Durante el viaje sólo me han acompañado el maquinista y el que recoge boletos. Escogió mala hora, me dicen cuando estoy por bajar. Con este calor no va a encontrar a nadie.
No hago caso, pero apenas pongo pie en el andén, el sol comienza a derretirme. A mis espaldas, el ferrocarril parte de nuevo.
Camino calle abajo tratando de robar a las casas un poco de sombra. En el quicio de una puerta un anciano de ojos lechosos ofrece en venta tepache con hielo.
Hace bien en refrescarse, murmura con voz ronca. Luego, quién sabe si pueda, añade esbozando una sonrisa que deja ver su dentadura carcomida.
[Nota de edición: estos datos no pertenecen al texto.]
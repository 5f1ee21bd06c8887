//! Environment configuration module

use serde::{Deserialize, Serialize};
use std::env;
use std::str::FromStr;

/// Application environment
#[derive(Debug, Clone, Copy, PartialEq, Eq, Deserialize, Serialize)]
#[serde(rename_all = "lowercase")]
pub enum Environment {
    /// Development environment
    Development,
    /// Staging/test environment
    Staging,
    /// Production environment
    Production,
}

impl Environment {
    /// Check if running in production
    pub fn is_production(&self) -> bool {
        matches!(self, Environment::Production)
    }

    /// Check if running in development
    pub fn is_development(&self) -> bool {
        matches!(self, Environment::Development)
    }

    /// Get environment from ENV variable
    pub fn from_env() -> Self {
        env::var("ENVIRONMENT")
            .or_else(|_| env::var("RUST_ENV"))
            .unwrap_or_else(|_| String::from("development"))
            .parse()
            .unwrap_or(Environment::Development)
    }

    /// Check if debug mode should be enabled
    pub fn is_debug(&self) -> bool {
        !self.is_production()
    }
}

impl Default for Environment {
    fn default() -> Self {
        Environment::Development
    }
}

impl FromStr for Environment {
    type Err = String;

    fn from_str(s: &str) -> Result<Self, Self::Err> {
        match s.to_lowercase().as_str() {
            "development" | "dev" => Ok(Environment::Development),
            "staging" | "test" => Ok(Environment::Staging),
            "production" | "prod" => Ok(Environment::Production),
            other => Err(format!("Unknown environment: {}", other)),
        }
    }
}
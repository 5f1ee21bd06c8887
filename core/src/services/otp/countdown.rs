//! Countdown state machine for the OTP verification session
//!
//! A verification session tracks two independent countdowns from issuance
//! time: the resend cooldown and the code expiry window. The pure state
//! machine lives in [`OtpTimerState`]; [`CountdownSession`] owns the two
//! 1-second interval tasks that drive it and releases them deterministically
//! when the session is verified or dropped.
//!
//! The timers are advisory: expiry here only changes what is displayed, while
//! the authoritative accept/reject decision stays with the verification
//! endpoint.

use std::future::Future;
use std::sync::{Arc, Mutex, MutexGuard};
use std::time::Duration;

use tokio::task::JoinHandle;
use tracing::debug;

use crate::errors::DomainResult;
use ss_shared::config::OtpConfig;

use super::types::IssueOtpResult;

/// Tick interval for both countdowns
pub const TICK_INTERVAL_MS: u64 = 1_000;

/// Display phase of a verification session
///
/// A session only exists once a code has been issued, so every phase is
/// post-issuance; before that there is simply no session to ask.
#[derive(Debug, Clone, Copy, PartialEq, Eq)]
pub enum OtpPhase {
    /// Counting down, resend not yet available
    ResendLocked,
    /// Counting down, resend available
    ResendUnlocked,
    /// Submitted code accepted; terminal
    Verified,
    /// Expiry window elapsed; the code should no longer verify
    Expired,
}

/// State of the two per-session countdowns
///
/// Invariants: both counters only ever decrease between issuance events and
/// are never negative; resend becomes allowed exactly when the resend counter
/// reaches zero, independent of the expiry counter.
#[derive(Debug, Clone, PartialEq, Eq)]
pub struct OtpTimerState {
    resend_remaining_ms: u64,
    expiry_remaining_ms: u64,
    phase: OtpPhase,
}

impl OtpTimerState {
    /// Start both countdowns at their configured full values
    pub fn begin(config: &OtpConfig) -> Self {
        let mut state = Self {
            resend_remaining_ms: config.resend_interval_ms(),
            expiry_remaining_ms: config.expiry_ms(),
            phase: OtpPhase::ResendLocked,
        };
        state.update_phase();
        state
    }

    /// Milliseconds until resend unlocks
    pub fn resend_remaining_ms(&self) -> u64 {
        self.resend_remaining_ms
    }

    /// Milliseconds until the code should be treated as expired
    pub fn expiry_remaining_ms(&self) -> u64 {
        self.expiry_remaining_ms
    }

    /// Current display phase
    pub fn phase(&self) -> OtpPhase {
        self.phase
    }

    /// Resend is allowed exactly when the resend counter has reached zero
    pub fn resend_allowed(&self) -> bool {
        self.resend_remaining_ms == 0 && self.phase != OtpPhase::Verified
    }

    /// Whether the session has reached its terminal state
    pub fn is_verified(&self) -> bool {
        self.phase == OtpPhase::Verified
    }

    /// Advance both countdowns by one tick
    pub fn tick(&mut self) {
        self.tick_resend();
        self.tick_expiry();
    }

    /// Advance only the resend countdown by one tick
    pub fn tick_resend(&mut self) {
        if self.phase == OtpPhase::Verified {
            return;
        }
        self.resend_remaining_ms = self.resend_remaining_ms.saturating_sub(TICK_INTERVAL_MS);
        self.update_phase();
    }

    /// Advance only the expiry countdown by one tick
    pub fn tick_expiry(&mut self) {
        if self.phase == OtpPhase::Verified {
            return;
        }
        self.expiry_remaining_ms = self.expiry_remaining_ms.saturating_sub(TICK_INTERVAL_MS);
        self.update_phase();
    }

    /// Restart both countdowns for a resend
    ///
    /// Legal only while resend is unlocked; a locked resend is a no-op and
    /// returns false. On success both counters return to their full
    /// configured values regardless of how much expiry time was left.
    pub fn resend(&mut self, config: &OtpConfig) -> bool {
        if !self.resend_allowed() {
            return false;
        }
        *self = Self::begin(config);
        true
    }

    /// Record a successful verification; terminal
    pub fn mark_verified(&mut self) {
        self.phase = OtpPhase::Verified;
    }

    fn update_phase(&mut self) {
        if self.phase == OtpPhase::Verified {
            return;
        }
        self.phase = if self.expiry_remaining_ms == 0 {
            OtpPhase::Expired
        } else if self.resend_remaining_ms == 0 {
            OtpPhase::ResendUnlocked
        } else {
            OtpPhase::ResendLocked
        };
    }
}

/// Read handle onto a running session's timer state
///
/// Display code holds one of these and samples it once per render; it does
/// not keep the timers alive.
#[derive(Clone)]
pub struct CountdownHandle {
    state: Arc<Mutex<OtpTimerState>>,
}

impl CountdownHandle {
    /// Snapshot the current timer state
    pub fn snapshot(&self) -> OtpTimerState {
        lock_state(&self.state).clone()
    }
}

/// Owner of one verification session's countdown timers
///
/// Spawns one interval task per countdown on construction and aborts both
/// deterministically on [`CountdownSession::mark_verified`] or on drop, so an
/// abandoned session leaves no orphaned timers behind.
pub struct CountdownSession {
    state: Arc<Mutex<OtpTimerState>>,
    config: OtpConfig,
    tickers: Vec<JoinHandle<()>>,
}

/// Which counter a ticker task drives
#[derive(Clone, Copy)]
enum TickTarget {
    Resend,
    Expiry,
}

impl CountdownSession {
    /// Start a new session with both countdowns at their full values
    pub fn start(config: OtpConfig) -> Self {
        let state = Arc::new(Mutex::new(OtpTimerState::begin(&config)));
        let tickers = vec![
            Self::spawn_ticker(Arc::clone(&state), TickTarget::Resend),
            Self::spawn_ticker(Arc::clone(&state), TickTarget::Expiry),
        ];
        Self {
            state,
            config,
            tickers,
        }
    }

    /// Get a read handle for display code
    pub fn handle(&self) -> CountdownHandle {
        CountdownHandle {
            state: Arc::clone(&self.state),
        }
    }

    /// Snapshot the current timer state
    pub fn snapshot(&self) -> OtpTimerState {
        lock_state(&self.state).clone()
    }

    /// Request a resend, dispatching a new issuance if the cooldown allows
    ///
    /// The counters are re-locked synchronously before the issuance future is
    /// awaited, so a second request arriving while the first is in flight is
    /// a no-op. Returns Ok(false) when the cooldown gate rejected the
    /// request without dispatching.
    pub async fn request_resend<F, Fut>(&self, issue: F) -> DomainResult<bool>
    where
        F: FnOnce() -> Fut,
        Fut: Future<Output = DomainResult<IssueOtpResult>>,
    {
        {
            let mut state = lock_state(&self.state);
            if !state.resend(&self.config) {
                debug!(event = "resend_suppressed", "Resend requested while locked");
                return Ok(false);
            }
        }

        issue().await?;
        Ok(true)
    }

    /// Record a successful verification and tear down both timers
    pub fn mark_verified(&mut self) {
        lock_state(&self.state).mark_verified();
        for ticker in self.tickers.drain(..) {
            ticker.abort();
        }
    }

    fn spawn_ticker(state: Arc<Mutex<OtpTimerState>>, target: TickTarget) -> JoinHandle<()> {
        tokio::spawn(async move {
            let mut interval = tokio::time::interval(Duration::from_millis(TICK_INTERVAL_MS));
            // The first tick of a tokio interval completes immediately;
            // consume it so the counters start moving one period in
            interval.tick().await;
            loop {
                interval.tick().await;
                let mut state = lock_state(&state);
                match target {
                    TickTarget::Resend => state.tick_resend(),
                    TickTarget::Expiry => state.tick_expiry(),
                }
                if state.is_verified() {
                    break;
                }
            }
        })
    }
}

impl Drop for CountdownSession {
    fn drop(&mut self) {
        for ticker in self.tickers.drain(..) {
            ticker.abort();
        }
    }
}

fn lock_state(state: &Mutex<OtpTimerState>) -> MutexGuard<'_, OtpTimerState> {
    // A panicked ticker cannot leave the state half-updated; recover the guard
    state.lock().unwrap_or_else(|poisoned| poisoned.into_inner())
}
Alzo los hombros y doy media vuelta para continuar.
En medio de la calle, un almendro. Boca arriba, con las patas al cielo, dos perros enjutos orean sus barrigas bajo el árbol solitario. No parecen darse cuenta que me detengo junto a ellos a secarme el sudor. Sopla una breve brisa. Por un instante pareciera que el calor amaina; sin embargo, la tierra seca que cubre mis zapatos, la camisa húmeda ceñida a mi dorso y la resequedad que empieza a abrasarme la boca indican lo contrario.
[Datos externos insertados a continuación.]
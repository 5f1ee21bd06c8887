//! Verification request repository interface
//!
//! The backing store is an append-only log: records are inserted on every
//! issuance and queried for rate-limit windows, never updated or deleted.

use async_trait::async_trait;
use chrono::{DateTime, Utc};

use crate::domain::entities::VerificationRequest;
use crate::errors::DomainError;

pub mod mock;
pub use mock::MockVerificationRequestRepository;

/// Repository for the append-only verification request log
#[async_trait]
pub trait VerificationRequestRepository: Send + Sync {
    /// Append a new request record
    async fn create(&self, request: VerificationRequest) -> Result<VerificationRequest, DomainError>;

    /// Count requests for an email address since the given instant
    ///
    /// Backs rate-limit lookups; the (email, requested_at) index exists for
    /// this query.
    async fn count_since(&self, email: &str, since: DateTime<Utc>) -> Result<i64, DomainError>;

    /// Find the most recent request for an email address, if any
    async fn find_latest(&self, email: &str) -> Result<Option<VerificationRequest>, DomainError>;
}
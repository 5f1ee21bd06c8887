//! # ShabdSetu Core
//!
//! Core business logic and domain layer for the ShabdSetu OTP verification
//! service. This crate contains domain entities, the OTP issuance and
//! verification services, the countdown state machine, repository interfaces,
//! and error types.

pub mod domain;
pub mod errors;
pub mod repositories;
pub mod services;

// Re-export commonly used types for convenience
pub use domain::*;
pub use errors::*;
pub use repositories::*;
pub use services::*;
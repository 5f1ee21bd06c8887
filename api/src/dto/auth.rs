use serde::{Deserialize, Serialize};
use validator::Validate;

/// Body for `POST /api/auth/send-otp` and `POST /api/auth/resend-otp`
#[derive(Debug, Clone, Serialize, Deserialize, Validate)]
pub struct SendOtpRequest {
    /// Identifier of the account awaiting verification
    #[serde(rename = "userId")]
    #[validate(length(min = 1, max = 64))]
    pub user_id: String,

    /// Email address the code is delivered to
    #[validate(email)]
    pub email: String,
}

/// Body for `POST /api/auth/verify-otp`
#[derive(Debug, Clone, Serialize, Deserialize, Validate)]
pub struct VerifyOtpRequest {
    /// Identifier of the account awaiting verification
    #[serde(rename = "userId")]
    #[validate(length(min = 1, max = 64))]
    pub user_id: String,

    /// Email address the code was delivered to
    #[validate(email)]
    pub email: String,

    /// 6-digit verification code
    #[validate(length(equal = 6))]
    pub code: String,
}
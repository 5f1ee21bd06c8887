//! OTP service behaviour tests

use std::sync::Arc;

use chrono::Utc;

use crate::errors::{DomainError, OtpError};
use crate::repositories::verification_request::MockVerificationRequestRepository;
use crate::services::otp::config::OtpServiceConfig;
use crate::services::otp::service::OtpService;
use crate::services::otp::traits::OtpCacheTrait;

use super::mocks::{MockEmailService, MockOtpCache};

type TestService =
    OtpService<MockEmailService, MockOtpCache, MockVerificationRequestRepository>;

fn build_service(
    email_fails: bool,
    cache_fails: bool,
    config: OtpServiceConfig,
) -> (
    TestService,
    Arc<MockEmailService>,
    Arc<MockOtpCache>,
    Arc<MockVerificationRequestRepository>,
) {
    let email = Arc::new(MockEmailService::new(email_fails));
    let cache = Arc::new(MockOtpCache::new(cache_fails));
    let repo = Arc::new(MockVerificationRequestRepository::new());
    let service = OtpService::new(
        Arc::clone(&email),
        Arc::clone(&cache),
        Arc::clone(&repo),
        config,
    );
    (service, email, cache, repo)
}

#[tokio::test]
async fn test_issue_otp_success() {
    let (service, email, cache, repo) =
        build_service(false, false, OtpServiceConfig::default());

    let before = Utc::now();
    let result = service.issue_otp("reader@shabdsetu.app").await.unwrap();

    assert_eq!(result.otp_code.email, "reader@shabdsetu.app");
    assert_eq!(result.otp_code.code.len(), 6);
    assert!(result.message_id.starts_with("mock-msg-"));

    // Cooldown clock starts at issuance
    let cooldown = result.next_resend_at.signed_duration_since(before);
    assert!(cooldown.num_seconds() >= 299 && cooldown.num_seconds() <= 301);

    // Code stored, email dispatched, audit record appended
    assert!(cache.code_exists("reader@shabdsetu.app").await.unwrap());
    assert_eq!(email.send_count("reader@shabdsetu.app"), 1);
    assert_eq!(repo.len().await, 1);
}

#[tokio::test]
async fn test_issue_otp_rejects_invalid_email_before_side_effects() {
    let (service, email, _cache, repo) =
        build_service(false, false, OtpServiceConfig::default());

    let result = service.issue_otp("not-an-email").await;

    assert!(matches!(result, Err(DomainError::ValidationErr(_))));
    assert_eq!(email.send_count("not-an-email"), 0);
    assert!(repo.is_empty().await);
}

#[tokio::test]
async fn test_issue_otp_normalizes_email() {
    let (service, email, _cache, _repo) =
        build_service(false, false, OtpServiceConfig::default());

    let result = service.issue_otp("  Reader@ShabdSetu.App ").await.unwrap();

    assert_eq!(result.otp_code.email, "reader@shabdsetu.app");
    assert_eq!(email.send_count("reader@shabdsetu.app"), 1);
}

#[tokio::test]
async fn test_issue_otp_enforces_resend_cooldown() {
    let (service, email, _cache, _repo) =
        build_service(false, false, OtpServiceConfig::default());

    service.issue_otp("reader@shabdsetu.app").await.unwrap();

    // Second request arrives with the full cooldown still on the clock
    let result = service.issue_otp("reader@shabdsetu.app").await;
    match result {
        Err(DomainError::Otp(OtpError::RateLimitExceeded { seconds })) => {
            assert!(seconds > 0);
        }
        other => panic!("Expected RateLimitExceeded, got {:?}", other.err()),
    }
    assert_eq!(email.send_count("reader@shabdsetu.app"), 1);
}

#[tokio::test]
async fn test_issue_otp_allows_resend_after_cooldown() {
    let (service, email, cache, repo) =
        build_service(false, false, OtpServiceConfig::default());

    service.issue_otp("reader@shabdsetu.app").await.unwrap();

    // TTL run down to the end of the cooldown window
    cache.set_ttl(0);

    service.issue_otp("reader@shabdsetu.app").await.unwrap();

    assert_eq!(email.send_count("reader@shabdsetu.app"), 2);
    assert_eq!(repo.len().await, 2);
}

#[tokio::test]
async fn test_resend_invalidates_previous_code() {
    let (service, email, cache, _repo) =
        build_service(false, false, OtpServiceConfig::default());

    let first = service.issue_otp("reader@shabdsetu.app").await.unwrap();
    cache.set_ttl(0);
    let second = service.issue_otp("reader@shabdsetu.app").await.unwrap();

    // Only the newest code is in the cache; the superseded one is rejected
    assert_eq!(
        email.last_sent_code("reader@shabdsetu.app").as_deref(),
        Some(second.otp_code.code.as_str())
    );
    if first.otp_code.code != second.otp_code.code {
        let stale = service
            .verify_otp("reader@shabdsetu.app", &first.otp_code.code)
            .await
            .unwrap();
        assert!(!stale.success);
    }

    let result = service
        .verify_otp("reader@shabdsetu.app", &second.otp_code.code)
        .await
        .unwrap();
    assert!(result.success);
}

#[tokio::test]
async fn test_issue_otp_enforces_hourly_cap() {
    let config = OtpServiceConfig {
        max_requests_per_hour: 2,
        ..Default::default()
    };
    let (service, email, cache, _repo) = build_service(false, false, config);

    service.issue_otp("reader@shabdsetu.app").await.unwrap();
    cache.set_ttl(0);
    service.issue_otp("reader@shabdsetu.app").await.unwrap();
    cache.set_ttl(0);

    let result = service.issue_otp("reader@shabdsetu.app").await;
    assert!(matches!(
        result,
        Err(DomainError::Otp(OtpError::HourlyLimitExceeded))
    ));
    assert_eq!(email.send_count("reader@shabdsetu.app"), 2);
}

#[tokio::test]
async fn test_issue_otp_reports_email_failure() {
    let (service, _email, _cache, _repo) =
        build_service(true, false, OtpServiceConfig::default());

    let result = service.issue_otp("reader@shabdsetu.app").await;
    assert!(matches!(
        result,
        Err(DomainError::Otp(OtpError::EmailServiceFailure))
    ));
}

#[tokio::test]
async fn test_issue_otp_reports_cache_failure() {
    let (service, _email, _cache, _repo) =
        build_service(false, true, OtpServiceConfig::default());

    let result = service.issue_otp("reader@shabdsetu.app").await;
    assert!(matches!(result, Err(DomainError::Internal { .. })));
}

#[tokio::test]
async fn test_issue_otp_cache_failure_does_not_bypass_cooldown_gate() {
    let (service, email, _cache, repo) =
        build_service(false, true, OtpServiceConfig::default());

    // The cooldown check cannot run, so issuance must fail before any
    // side effect instead of proceeding ungated
    let result = service.issue_otp("reader@shabdsetu.app").await;
    assert!(matches!(result, Err(DomainError::Internal { .. })));
    assert_eq!(email.send_count("reader@shabdsetu.app"), 0);
    assert!(repo.is_empty().await);
}

#[tokio::test]
async fn test_verify_otp_accepts_correct_code() {
    let (service, email, cache, _repo) =
        build_service(false, false, OtpServiceConfig::default());

    service.issue_otp("reader@shabdsetu.app").await.unwrap();
    let code = email
        .last_sent_code("reader@shabdsetu.app")
        .expect("code sent");

    let result = service
        .verify_otp("reader@shabdsetu.app", &code)
        .await
        .unwrap();

    assert!(result.success);
    assert!(result.error_message.is_none());

    // Accepted codes cannot be replayed
    assert!(!cache.code_exists("reader@shabdsetu.app").await.unwrap());
}

#[tokio::test]
async fn test_verify_otp_rejects_wrong_code() {
    let (service, email, _cache, _repo) =
        build_service(false, false, OtpServiceConfig::default());

    service.issue_otp("reader@shabdsetu.app").await.unwrap();
    let code = email
        .last_sent_code("reader@shabdsetu.app")
        .expect("code sent");
    let wrong = if code == "000000" { "000001" } else { "000000" };

    let result = service
        .verify_otp("reader@shabdsetu.app", wrong)
        .await
        .unwrap();

    assert!(!result.success);
    assert_eq!(result.remaining_attempts, Some(2));
    assert!(result
        .error_message
        .unwrap()
        .contains("2 attempts remaining"));
}

#[tokio::test]
async fn test_verify_otp_rejects_bad_format_without_cache_access() {
    let (service, _email, _cache, _repo) =
        build_service(false, true, OtpServiceConfig::default());

    // Cache would fail, but format rejection happens first
    let result = service.verify_otp("reader@shabdsetu.app", "12ab56").await.unwrap();
    assert!(!result.success);
    assert_eq!(
        result.error_message.as_deref(),
        Some("Invalid verification code format")
    );

    let result = service.verify_otp("reader@shabdsetu.app", "12345").await.unwrap();
    assert!(!result.success);
}

#[tokio::test]
async fn test_verify_otp_exhausts_attempts() {
    let (service, email, _cache, _repo) =
        build_service(false, false, OtpServiceConfig::default());

    service.issue_otp("reader@shabdsetu.app").await.unwrap();
    let code = email
        .last_sent_code("reader@shabdsetu.app")
        .expect("code sent");
    let wrong = if code == "000000" { "000001" } else { "000000" };

    for _ in 0..3 {
        let result = service
            .verify_otp("reader@shabdsetu.app", wrong)
            .await
            .unwrap();
        assert!(!result.success);
    }

    // Even the correct code is rejected once attempts are exhausted
    let result = service
        .verify_otp("reader@shabdsetu.app", &code)
        .await
        .unwrap();
    assert!(!result.success);
    assert_eq!(result.remaining_attempts, Some(0));
    assert!(result
        .error_message
        .unwrap()
        .contains("Maximum verification attempts exceeded"));
}

#[tokio::test]
async fn test_verify_otp_normalizes_email() {
    let (service, email, _cache, _repo) =
        build_service(false, false, OtpServiceConfig::default());

    service.issue_otp("reader@shabdsetu.app").await.unwrap();
    let code = email
        .last_sent_code("reader@shabdsetu.app")
        .expect("code sent");

    let result = service
        .verify_otp(" Reader@ShabdSetu.App ", &code)
        .await
        .unwrap();
    assert!(result.success);
}

#[test]
fn test_codes_match_constant_time() {
    assert!(TestService::codes_match("123456", "123456"));
    assert!(!TestService::codes_match("123456", "123457"));
    assert!(!TestService::codes_match("123456", "12345"));
}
“Es cosa de tomar el tren de la mañana y dirigirse de inmediato a la iglesia. No existe otra forma de llegar al pueblo. Nos deben el dinero hace años…” Quién me mandó a aceptar. La luz del sol hiere. Avanzo lento, me falta el aire; debo sentarme antes de seguir. Desde aquí distingo las torres del templo. Un repentino vaho de calor las oculta por instantes. Cuando me levanto, un charco de sudor se evapora con rapidez.
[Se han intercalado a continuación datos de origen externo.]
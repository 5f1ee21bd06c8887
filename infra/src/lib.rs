//! Infrastructure layer for the ShabdSetu OTP service.
//!
//! Concrete implementations behind the core service traits:
//! - **database**: MySQL persistence for the verification request log (SQLx)
//! - **cache**: Redis storage for active codes and attempt counters
//! - **email**: verification email delivery (mock and HTTP providers)

pub mod cache;
pub mod database;
pub mod email;

/// Infrastructure-specific error types
#[derive(Debug, thiserror::Error)]
pub enum InfrastructureError {
    /// Database connection or query error
    #[error("Database error: {0}")]
    Database(#[from] sqlx::Error),

    /// Redis cache error
    #[error("Cache error: {0}")]
    Cache(#[from] redis::RedisError),

    /// HTTP request error for external services
    #[error("HTTP request error: {0}")]
    Http(#[from] reqwest::Error),

    /// Configuration error
    #[error("Configuration error: {0}")]
    Config(String),

    /// Email delivery error
    #[error("Email service error: {0}")]
    Email(String),
}
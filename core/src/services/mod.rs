//! Business services

pub mod otp;

pub use otp::{
    CountdownHandle, CountdownSession, EmailServiceTrait, IssueOtpResult, OtpCacheTrait,
    OtpPhase, OtpService, OtpServiceConfig, OtpTimerState, VerifyOtpResult,
};
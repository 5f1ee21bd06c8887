//! Configuration module with business-specific sub-modules
//!
//! This module organizes configuration into logical areas:
//! - `cache` - Redis configuration for OTP code storage
//! - `database` - Database connection and pool configuration
//! - `email` - Email delivery provider configuration
//! - `environment` - Environment detection
//! - `otp` - OTP timer durations and attempt limits
//! - `server` - HTTP server configuration

pub mod cache;
pub mod database;
pub mod email;
pub mod environment;
pub mod otp;
pub mod server;

use serde::{Deserialize, Serialize};

// Re-export commonly used types
pub use cache::CacheConfig;
pub use database::DatabaseConfig;
pub use email::EmailConfig;
pub use environment::Environment;
pub use otp::OtpConfig;
pub use server::ServerConfig;

/// Complete application configuration combining all sub-configurations
#[derive(Debug, Clone, Deserialize, Serialize)]
pub struct AppConfig {
    /// Environment configuration
    pub environment: Environment,

    /// Server configuration
    pub server: ServerConfig,

    /// Database configuration
    pub database: DatabaseConfig,

    /// Cache configuration
    pub cache: CacheConfig,

    /// Email delivery configuration
    pub email: EmailConfig,

    /// OTP timer configuration
    pub otp: OtpConfig,
}

impl Default for AppConfig {
    fn default() -> Self {
        Self {
            environment: Environment::default(),
            server: ServerConfig::default(),
            database: DatabaseConfig::default(),
            cache: CacheConfig::default(),
            email: EmailConfig::default(),
            otp: OtpConfig::default(),
        }
    }
}

impl AppConfig {
    /// Load configuration from environment variables
    pub fn from_env() -> Self {
        Self {
            environment: Environment::from_env(),
            server: ServerConfig::from_env(),
            database: DatabaseConfig::from_env(),
            cache: CacheConfig::from_env(),
            email: EmailConfig::from_env(),
            otp: OtpConfig::from_env(),
        }
    }
}
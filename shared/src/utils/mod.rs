//! Utility functions

pub mod email;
Ni un alma, ni una ventana abierta y yo empapado, con la garganta cada vez más seca. Un letrero mohoso en la pared de una casa: “se venden refrescos”. Golpeo con desesperación y los ladridos de los perros dentro suenan en mi cabeza como presagio de vida. Espero cinco, diez minutos. En vano: ya ni siquiera los animales responden a mis llamadas. Las calles parecen interminables. La carpeta que cargo es cada vez más pesada; mis ropas parecen lastre: zapatos, camisa, pantalones, no puedo continuar con ellos. Avanzo rápido, pero sudo copiosamente y la sed aumenta junto con la obsesión de llegar cuanto antes. Advierto lo ligero que me vuelvo, como si mi cuerpo quisiera huir de este sitio. Una estela de humedad señala los lugares por donde paso: el yermo que supongo parque, el almacén derruido, la cáscara de la iglesia, todo se confunde como espejismo ante mi vista. No encuentro manos para tocar puertas, tampoco hallo garganta para gritar; alguien me hace señas desde el atrio del templo; jadeando, llego al pórtico, caigo desfallecido a los pies de un arcángel de piedra, su sombra me cubre la cara, se torna más y más oscura, tan fresca. Lentamente me atrapa, me envuelve. Sólo un charco de agua.